London Python Dojo: does it have a keyboard?
Those of you who don’t frequent the London Python Dojo wouldn’t appreciate the in-joke behind the laughter which greeted the selection of “20 Questions” as the challenge for last night’s Dojo. For months Nicholas Tollervey, the main Dojo organiser, has seeded the list of Dojo suggestions with the idea of implementing a simple expert system where the computer maintains a taxonomy of objects and tries to identify an object of your selection within 20 guesses by a process of elimination. It’s become a source of humour that Nicholas has to offer the same explanation every month and that the idea is never selected as the challenge du jour. Well last night it was.
And I admit that it was much more involved than I had thought it would be. I honestly thought we’d be done in 10 minutes and looking for ways to fancy up the interface or whatever. How wrong I was! The teams split between a tree-based structure with nodes holding questions & answers and yes/no pointers; and a matrix of questions which attempted to eliminate possible objects with each question. Getting the exact looping and yes/no pointing right is harder than you might expect, especially when you’re pressed for time and you have a team of five people to consider.
We were hosted, not for the first time, by Mind Candy (of Moshi Monsters fame) in their gorgeously child-friendly offices with Mind Candy local Al Broomhead as MC. And, as always, O’Reilly provided a book for the end-of-evening raffle. I’m consistently impressed by O’Reilly’s readiness to support us: I imagine it doesn’t cost them loads to give away a book a month, but they could so easily turn us down and they continue to provide, month after month.

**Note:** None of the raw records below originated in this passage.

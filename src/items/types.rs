#![allow(dead_code)]
use crate::core::constants::*;
use serde::{Deserialize, Serialize};
use uuid::Uuid;

/// Gear rarity ladder, lowest to highest.
#[derive(Debug, Clone, Copy, PartialEq, Eq, PartialOrd, Ord, Hash, Serialize, Deserialize)]
pub enum GearRarity {
    Normal = 0,
    Unique = 1,
    Well = 2,
    Rare = 3,
    Mythic = 4,
    Epic = 5,
    Legendary = 6,
    Immortal = 7,
    Supreme = 8,
    Radiant = 9,
    Eternal = 10,
}

impl GearRarity {
    pub const ALL: [GearRarity; 11] = [
        GearRarity::Normal,
        GearRarity::Unique,
        GearRarity::Well,
        GearRarity::Rare,
        GearRarity::Mythic,
        GearRarity::Epic,
        GearRarity::Legendary,
        GearRarity::Immortal,
        GearRarity::Supreme,
        GearRarity::Radiant,
        GearRarity::Eternal,
    ];

    pub fn name(&self) -> &'static str {
        match self {
            GearRarity::Normal => "Normal",
            GearRarity::Unique => "Unique",
            GearRarity::Well => "Well",
            GearRarity::Rare => "Rare",
            GearRarity::Mythic => "Mythic",
            GearRarity::Epic => "Epic",
            GearRarity::Legendary => "Legendary",
            GearRarity::Immortal => "Immortal",
            GearRarity::Supreme => "Supreme",
            GearRarity::Radiant => "Radiant",
            GearRarity::Eternal => "Eternal",
        }
    }

    pub fn index(&self) -> usize {
        *self as usize
    }

    /// Maps a resolved tier index to a rarity, clamping out-of-range
    /// indices to Eternal.
    pub fn from_index(index: usize) -> GearRarity {
        GearRarity::ALL[index.min(GearRarity::ALL.len() - 1)]
    }

    pub fn multiplier(&self) -> f64 {
        GEAR_RARITY_MULTIPLIERS[self.index()]
    }
}

/// The ten equipment slots a player can fill.
#[derive(Debug, Clone, Copy, PartialEq, Eq, Hash, Serialize, Deserialize)]
pub enum GearSlot {
    Pistol,
    Rifle,
    Helmet,
    Armor,
    Boots,
    Gloves,
    Shield,
    Accessory1,
    Accessory2,
    Accessory3,
}

impl GearSlot {
    pub const ALL: [GearSlot; 10] = [
        GearSlot::Pistol,
        GearSlot::Rifle,
        GearSlot::Helmet,
        GearSlot::Armor,
        GearSlot::Boots,
        GearSlot::Gloves,
        GearSlot::Shield,
        GearSlot::Accessory1,
        GearSlot::Accessory2,
        GearSlot::Accessory3,
    ];
}

/// Level scaling shared by stat contributions and sell value.
pub fn gear_level_multiplier(gear_level: u32) -> f64 {
    f64::powf(gear_level.max(1) as f64, GEAR_LEVEL_EXPONENT)
}

/// One rolled piece of gear. Pieces are slot-agnostic; the equipment map
/// decides where a piece sits.
#[derive(Debug, Clone, PartialEq, Serialize, Deserialize)]
pub struct GearPiece {
    pub id: String,
    pub name: String,
    pub rarity: GearRarity,
    pub gear_level: u32,
    pub power_bonus: u32,
    pub health_bonus: u32,
    pub speed_bonus: u32,
}

impl GearPiece {
    pub fn new(
        rarity: GearRarity,
        gear_level: u32,
        power_bonus: u32,
        health_bonus: u32,
        speed_bonus: u32,
    ) -> Self {
        GearPiece {
            id: Uuid::new_v4().to_string(),
            name: format!("{} Gear +{}", rarity.name(), gear_level),
            rarity,
            gear_level,
            power_bonus,
            health_bonus,
            speed_bonus,
        }
    }

    fn scaled(&self, base: u32) -> u32 {
        (base as f64 * self.rarity.multiplier() * gear_level_multiplier(self.gear_level)).round()
            as u32
    }

    /// Power contribution after rarity and level scaling.
    pub fn final_power(&self) -> u32 {
        self.scaled(self.power_bonus)
    }

    pub fn final_health(&self) -> u32 {
        self.scaled(self.health_bonus)
    }

    pub fn final_speed(&self) -> u32 {
        self.scaled(self.speed_bonus)
    }

    /// Credits received when this piece is sold.
    pub fn sell_value(&self) -> u64 {
        let base_worth = self.power_bonus as f64 * GEAR_SELL_POWER_WEIGHT
            + self.health_bonus as f64 * GEAR_SELL_HEALTH_WEIGHT
            + self.speed_bonus as f64 * GEAR_SELL_SPEED_WEIGHT;
        (base_worth
            * self.rarity.multiplier()
            * gear_level_multiplier(self.gear_level)
            * GEAR_SELL_SCALE)
            .round() as u64
    }

    /// Raises the piece one level and rolls 50% of the current power bonus
    /// into it.
    pub fn upgrade(&mut self) {
        self.gear_level += 1;
        self.power_bonus += (self.power_bonus as f64 * GEAR_UPGRADE_POWER_BONUS).round() as u32;
        self.name = format!("{} Gear +{}", self.rarity.name(), self.gear_level);
    }
}

#[cfg(test)]
mod tests {
    use super::*;

    #[test]
    fn test_rarity_multiplier_ladder() {
        assert!((GearRarity::Normal.multiplier() - 1.0).abs() < f64::EPSILON);
        assert!((GearRarity::Eternal.multiplier() - 4.5).abs() < f64::EPSILON);
        for pair in GearRarity::ALL.windows(2) {
            assert!(pair[1].multiplier() > pair[0].multiplier());
        }
    }

    #[test]
    fn test_from_index_clamps_to_eternal() {
        assert_eq!(GearRarity::from_index(0), GearRarity::Normal);
        assert_eq!(GearRarity::from_index(10), GearRarity::Eternal);
        assert_eq!(GearRarity::from_index(50), GearRarity::Eternal);
    }

    #[test]
    fn test_level_multiplier_floors_at_level_one() {
        assert!((gear_level_multiplier(0) - 1.0).abs() < f64::EPSILON);
        assert!((gear_level_multiplier(1) - 1.0).abs() < f64::EPSILON);
        assert!(gear_level_multiplier(2) > gear_level_multiplier(1));
    }

    #[test]
    fn test_final_stats_scale_with_rarity_and_level() {
        let piece = GearPiece::new(GearRarity::Normal, 1, 10, 20, 3);
        assert_eq!(piece.final_power(), 10);
        assert_eq!(piece.final_health(), 20);
        assert_eq!(piece.final_speed(), 3);

        let eternal = GearPiece::new(GearRarity::Eternal, 1, 10, 20, 3);
        assert_eq!(eternal.final_power(), 45);
    }

    #[test]
    fn test_sell_value_weighs_speed_heaviest() {
        // Level 1 Normal: worth = p*2 + h*0.5 + s*3, then * 0.25.
        let piece = GearPiece::new(GearRarity::Normal, 1, 10, 20, 4);
        assert_eq!(
            piece.sell_value(),
            ((20.0 + 10.0 + 12.0) * 0.25_f64).round() as u64
        );
    }

    #[test]
    fn test_upgrade_adds_half_power_and_renames() {
        let mut piece = GearPiece::new(GearRarity::Rare, 3, 10, 5, 2);
        piece.upgrade();
        assert_eq!(piece.gear_level, 4);
        assert_eq!(piece.power_bonus, 15);
        assert_eq!(piece.health_bonus, 5);
        assert!(piece.name.ends_with("+4"));
    }

    #[test]
    fn test_gear_ids_are_unique() {
        let a = GearPiece::new(GearRarity::Normal, 1, 1, 1, 1);
        let b = GearPiece::new(GearRarity::Normal, 1, 1, 1, 1);
        assert_ne!(a.id, b.id);
    }
}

There have been discussions, on-list and in private, about various aspects of the London Python Dojo and the organisers have various ideas in mind, but we’re not planning to do anything drastic to the current approach. (Although our setup means we can easily experiment with something if we want). Our main idea is to emphasise our status as a beginner-friendly forum where everyone can and should get a chance to code in Python even if they’re a newbie amongst experts. I’m glad to say that, in our team yesterday, everyone got a chance to code, however lightly.
Beforehand, @ntoll gave a talk about the upcoming PyConUK and particularly about the education track, encouraging people who know or are teachers and who know or are children to come along to these special aspects of the conference. I also gave a lightning talk about the socio-political challenges in Python core development — and about how people could and should contribute.
[The title of this post refers to a commonly-asked question shouted out from the audience as the various teams were demo-ing their approaches. Demonstrating necessarily involves going through as a series of “Is it …?” “What question could I ask…?” prompts and this one turned out to be a popular question, especially if the object in mind was a Robotic Catfish!]